→ Required work:
Using the data that follows, return exactly the lines from the one that contains "End-to-end training runs" through the one that contains "#[derive(Debug, Clone, Copy, PartialEq, Serialize, Deserialize)]", ends included.

→ Task material:
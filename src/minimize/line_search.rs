//! Wolfe line search along a descent direction

use crate::core::{Objective, Result};
use ndarray::{Array1, ArrayView1};

/// Accepted point of a line search
#[derive(Debug, Clone)]
pub struct LineSearchStep {
    pub alpha: f64,
    pub x: Array1<f64>,
    pub value: f64,
    pub gradient: Array1<f64>,
}

/// Bracketing search for a step satisfying the Armijo and curvature conditions
///
/// ```text
/// Armijo:    f(x + α d) ≤ f(x) + c1 α ∇f(x)ᵀd
/// Curvature: |∇f(x + α d)ᵀd| ≤ c2 |∇f(x)ᵀd|
/// ```
///
/// A trial point with a non-finite value fails the Armijo test.
#[derive(Debug, Clone)]
pub struct WolfeLineSearch {
    pub c1: f64,
    pub c2: f64,
    pub max_trials: usize,
}

impl Default for WolfeLineSearch {
    fn default() -> Self {
        Self {
            c1: 1e-4,
            c2: 0.4,
            max_trials: 50,
        }
    }
}

impl WolfeLineSearch {
    pub fn new(c1: f64, c2: f64, max_trials: usize) -> Self {
        Self { c1, c2, max_trials }
    }

    /// Search along `direction` from `x`, starting at step `alpha0`
    ///
    /// `value` and `gradient` are the objective at `x`. When no trial meets
    /// both conditions, the lowest point that met the Armijo condition is
    /// returned; `None` means no trial decreased the objective enough.
    pub fn search<O: Objective + ?Sized>(
        &self,
        objective: &O,
        x: ArrayView1<f64>,
        value: f64,
        gradient: ArrayView1<f64>,
        direction: ArrayView1<f64>,
        alpha0: f64,
    ) -> Result<Option<LineSearchStep>> {
        let slope = gradient.dot(&direction);
        let mut alpha = alpha0;
        let mut alpha_lo = 0.0;
        let mut alpha_hi = f64::INFINITY;
        let mut best: Option<LineSearchStep> = None;

        for _ in 0..self.max_trials {
            let x_new = &x + &(&direction * alpha);
            let (value_new, gradient_new) = objective.evaluate(x_new.view())?;

            if !value_new.is_finite() || value_new > value + self.c1 * alpha * slope {
                alpha_hi = alpha;
                alpha = 0.5 * (alpha_lo + alpha_hi);
                continue;
            }

            let slope_new = gradient_new.dot(&direction);
            let step = LineSearchStep {
                alpha,
                x: x_new,
                value: value_new,
                gradient: gradient_new,
            };

            if slope_new.abs() <= self.c2 * slope.abs() {
                return Ok(Some(step));
            }

            if slope_new > 0.0 {
                alpha_hi = alpha;
            } else {
                alpha_lo = alpha;
            }
            if best.as_ref().map_or(true, |b| step.value < b.value) {
                best = Some(step);
            }

            alpha = if alpha_hi.is_finite() {
                0.5 * (alpha_lo + alpha_hi)
            } else {
                2.0 * alpha
            };
        }

        Ok(best)
    }
}
//! End-to-end training runs
//!
//! One run trains the one-vs-all logistic model and dumps its weights,
//! evaluates an SVM configuration grid, then trains the multinomial model.
//! Accuracies and timings are printed as each phase finishes and collected
//! into a [`RunReport`].

use crate::api::{evaluate_svm, SVC};
use crate::core::{Classifier, ClassifierError, Result, Split, SplitAccuracy};
use crate::data::PreparedData;
use crate::kernel::{GammaPolicy, KernelChoice};
use crate::logistic::{train_multinomial, train_one_vs_all, OneVsAllModel};
use crate::minimize::ConjugateGradient;
use crate::persistence::save_weights;
use crate::utils::accuracy_percent;
use crate::utils::memory::recommend_cache_size;
use chrono::{DateTime, Utc};
use log::info;
use serde::{Deserialize, Serialize};
use std::fs::File;
use std::io::BufWriter;
use std::path::{Path, PathBuf};
use std::time::{Duration, Instant};

/// One SVM configuration of the evaluation grid
#[derive(Debug, Clone, Copy, PartialEq, Serialize, Deserialize)]
pub struct SvmSetting {
    pub kernel: KernelChoice,
    pub c: f64,
}

/// Linear, RBF γ=0.1, RBF auto, then RBF auto over C ∈ {1, 10, 20, …, 100}
pub fn default_svm_grid() -> Vec<SvmSetting> {
    let mut grid = vec![
        SvmSetting {
            kernel: KernelChoice::Linear,
            c: 1.0,
        },
        SvmSetting {
            kernel: KernelChoice::Rbf(GammaPolicy::Fixed(0.1)),
            c: 1.0,
        },
        SvmSetting {
            kernel: KernelChoice::Rbf(GammaPolicy::Auto),
            c: 1.0,
        },
    ];
    grid.extend(c_sweep().into_iter().map(|c| SvmSetting {
        kernel: KernelChoice::Rbf(GammaPolicy::Auto),
        c,
    }));
    grid
}

/// C values of the regularization sweep
pub fn c_sweep() -> Vec<f64> {
    std::iter::once(1.0)
        .chain((1..=10).map(|k| 10.0 * k as f64))
        .collect()
}

/// Configuration of a full run
#[derive(Debug, Clone)]
pub struct DriverConfig {
    /// Iteration cap of every conjugate gradient minimization
    pub max_iterations: usize,
    pub gtol: f64,
    /// Where the one-vs-all weights are written; `None` skips the dump
    pub params_path: Option<PathBuf>,
    pub run_one_vs_all: bool,
    pub run_svm: bool,
    pub run_multinomial: bool,
    pub svm_grid: Vec<SvmSetting>,
    /// Train each SVM on at most this many rows
    pub svm_sample_limit: Option<usize>,
    /// Memory available to the SVM kernel cache, in MiB
    pub svm_cache_mb: usize,
    /// Fit a fresh SVM on each partition and score it on that partition;
    /// when false, fit once on the training partition and score all three
    pub refit_per_split: bool,
}

impl Default for DriverConfig {
    fn default() -> Self {
        Self {
            max_iterations: 100,
            gtol: 1e-5,
            params_path: Some(PathBuf::from("params.json")),
            run_one_vs_all: true,
            run_svm: true,
            run_multinomial: true,
            svm_grid: default_svm_grid(),
            svm_sample_limit: None,
            svm_cache_mb: 200,
            refit_per_split: true,
        }
    }
}

impl DriverConfig {
    pub fn with_max_iterations(mut self, max_iterations: usize) -> Self {
        self.max_iterations = max_iterations;
        self
    }

    pub fn with_params_path(mut self, path: Option<PathBuf>) -> Self {
        self.params_path = path;
        self
    }

    pub fn with_svm_grid(mut self, grid: Vec<SvmSetting>) -> Self {
        self.svm_grid = grid;
        self
    }

    pub fn with_svm_sample_limit(mut self, limit: Option<usize>) -> Self {
        self.svm_sample_limit = limit;
        self
    }

    pub fn with_svm_cache_mb(mut self, cache_mb: usize) -> Self {
        self.svm_cache_mb = cache_mb;
        self
    }

    pub fn with_refit_per_split(mut self, refit: bool) -> Self {
        self.refit_per_split = refit;
        self
    }

    /// Enable or disable the three phases
    pub fn with_phases(mut self, one_vs_all: bool, svm: bool, multinomial: bool) -> Self {
        self.run_one_vs_all = one_vs_all;
        self.run_svm = svm;
        self.run_multinomial = multinomial;
        self
    }

    fn minimizer(&self) -> ConjugateGradient {
        ConjugateGradient::new(self.max_iterations, self.gtol)
    }
}

/// Accuracy and timing of one logistic model
#[derive(Debug, Clone, Serialize, Deserialize)]
pub struct PhaseReport {
    pub accuracy: SplitAccuracy,
    pub training_time: Duration,
    pub total_time: Duration,
}

/// Accuracy of one SVM configuration
#[derive(Debug, Clone, Serialize, Deserialize)]
pub struct SvmReport {
    pub setting: SvmSetting,
    pub accuracy: SplitAccuracy,
    pub elapsed: Duration,
}

/// Everything a run measured
#[derive(Debug, Clone, Serialize, Deserialize)]
pub struct RunReport {
    pub started_at: DateTime<Utc>,
    pub n_features: usize,
    pub n_train: usize,
    pub n_validation: usize,
    pub n_test: usize,
    pub one_vs_all: Option<PhaseReport>,
    pub svm: Vec<SvmReport>,
    pub multinomial: Option<PhaseReport>,
}

impl RunReport {
    fn new(prepared: &PreparedData) -> Self {
        Self {
            started_at: Utc::now(),
            n_features: prepared.n_features(),
            n_train: prepared.train.len(),
            n_validation: prepared.validation.len(),
            n_test: prepared.test.len(),
            one_vs_all: None,
            svm: Vec::new(),
            multinomial: None,
        }
    }

    /// SVM configuration with the best validation accuracy
    pub fn best_svm(&self) -> Option<&SvmReport> {
        self.svm
            .iter()
            .max_by(|a, b| a.accuracy.validation.total_cmp(&b.accuracy.validation))
    }

    /// Write the report as JSON
    pub fn save<P: AsRef<Path>>(&self, path: P) -> Result<()> {
        let file = File::create(path)?;
        serde_json::to_writer_pretty(BufWriter::new(file), self)
            .map_err(|e| ClassifierError::SerializationError(e.to_string()))
    }
}

/// Run every enabled phase on prepared data
pub fn run(prepared: &PreparedData, config: &DriverConfig) -> Result<RunReport> {
    let mut report = RunReport::new(prepared);
    info!(
        "Run on {} features: {} train, {} validation, {} test samples",
        report.n_features, report.n_train, report.n_validation, report.n_test
    );

    if config.run_one_vs_all {
        let (_, phase) = run_one_vs_all(prepared, config)?;
        report.one_vs_all = Some(phase);
    }
    if config.run_svm {
        report.svm = run_svm_grid(prepared, config)?;
    }
    if config.run_multinomial {
        report.multinomial = Some(run_multinomial(prepared, config)?);
    }

    Ok(report)
}

/// Train the one-vs-all model, dump its weights and score it
pub fn run_one_vs_all(
    prepared: &PreparedData,
    config: &DriverConfig,
) -> Result<(OneVsAllModel, PhaseReport)> {
    println!("Logistic Regression with Gradient Descent");
    let start = Instant::now();

    let model = train_one_vs_all(
        prepared.train.data.view(),
        prepared.train.labels.view(),
        prepared.n_class,
        &config.minimizer(),
    )?;
    let training_time = start.elapsed();

    if let Some(path) = &config.params_path {
        save_weights(path, model.weights())?;
        info!("Wrote one-vs-all weights to {}", path.display());
    }

    let accuracy = evaluate_classifier(&model, prepared)?;
    print_accuracy(&accuracy);
    let total_time = start.elapsed();
    println!("\n Blr time: {:.3}s", total_time.as_secs_f64());

    Ok((
        model,
        PhaseReport {
            accuracy,
            training_time,
            total_time,
        },
    ))
}

/// Train the multinomial model and score it
pub fn run_multinomial(prepared: &PreparedData, config: &DriverConfig) -> Result<PhaseReport> {
    println!("Multinomial Logistic Regression");
    let start = Instant::now();

    let model = train_multinomial(
        prepared.train.data.view(),
        prepared.train.labels.view(),
        prepared.n_class,
        &config.minimizer(),
    )?;
    let training_time = start.elapsed();

    let accuracy = evaluate_classifier(&model, prepared)?;
    print_accuracy(&accuracy);
    let total_time = start.elapsed();
    println!("\n Mlr time: {:.3}s", total_time.as_secs_f64());

    Ok(PhaseReport {
        accuracy,
        training_time,
        total_time,
    })
}

/// Score every configuration of the SVM grid on all three partitions
pub fn run_svm_grid(prepared: &PreparedData, config: &DriverConfig) -> Result<Vec<SvmReport>> {
    let cache_bytes = recommend_cache_size(
        config.svm_sample_limit.unwrap_or(prepared.train.len()),
        config.svm_cache_mb,
    );

    let mut reports = Vec::with_capacity(config.svm_grid.len());
    for setting in &config.svm_grid {
        println!("\n\n--------------SVM-------------------\n");
        println!("Kernel {} C={}", setting.kernel, setting.c);

        let svc = SVC::new(setting.kernel)
            .with_c(setting.c)
            .with_cache_size(cache_bytes)
            .with_sample_limit(config.svm_sample_limit);

        let start = Instant::now();
        let accuracy = if config.refit_per_split {
            svm_accuracy_refit(&svc, prepared)?
        } else {
            svm_accuracy(&svc, prepared)?
        };
        let elapsed = start.elapsed();

        print_accuracy(&accuracy);
        println!(" SVM time: {:.3}s", elapsed.as_secs_f64());
        reports.push(SvmReport {
            setting: *setting,
            accuracy,
            elapsed,
        });
    }

    Ok(reports)
}

/// Fit once on the training partition, score every partition
fn svm_accuracy(svc: &SVC, prepared: &PreparedData) -> Result<SplitAccuracy> {
    let model = svc.fit(prepared.train.data.view(), prepared.train.labels.view())?;
    evaluate_classifier(&model, prepared)
}

/// Fit on each partition and score it on itself
fn svm_accuracy_refit(svc: &SVC, prepared: &PreparedData) -> Result<SplitAccuracy> {
    let mut accuracy = SplitAccuracy::default();
    for split in Split::ALL {
        let data = prepared.split(split);
        accuracy.set(split, evaluate_svm(svc, data, data)?);
    }
    Ok(accuracy)
}

/// Percentage accuracy of `model` on every partition
pub fn evaluate_classifier<C: Classifier + ?Sized>(
    model: &C,
    prepared: &PreparedData,
) -> Result<SplitAccuracy> {
    let mut accuracy = SplitAccuracy::default();
    for split in Split::ALL {
        let data = prepared.split(split);
        let predicted = model.predict(data.data.view())?;
        accuracy.set(split, accuracy_percent(predicted.view(), data.labels.view())?);
    }
    Ok(accuracy)
}

fn print_accuracy(accuracy: &SplitAccuracy) {
    for split in Split::ALL {
        println!("\n {split} set Accuracy: {:.2}%", accuracy.get(split));
    }
}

→ Result for this task:
//! End-to-end training runs
//!
//! One run trains the one-vs-all logistic model and dumps its weights,
//! evaluates an SVM configuration grid, then trains the multinomial model.
//! Accuracies and timings are printed as each phase finishes and collected
//! into a [`RunReport`].

use crate::api::{evaluate_svm, SVC};
use crate::core::{Classifier, ClassifierError, Result, Split, SplitAccuracy};
use crate::data::PreparedData;
use crate::kernel::{GammaPolicy, KernelChoice};
use crate::logistic::{train_multinomial, train_one_vs_all, OneVsAllModel};
use crate::minimize::ConjugateGradient;
use crate::persistence::save_weights;
use crate::utils::accuracy_percent;
use crate::utils::memory::recommend_cache_size;
use chrono::{DateTime, Utc};
use log::info;
use serde::{Deserialize, Serialize};
use std::fs::File;
use std::io::BufWriter;
use std::path::{Path, PathBuf};
use std::time::{Duration, Instant};

/// One SVM configuration of the evaluation grid
#[derive(Debug, Clone, Copy, PartialEq, Serialize, Deserialize)]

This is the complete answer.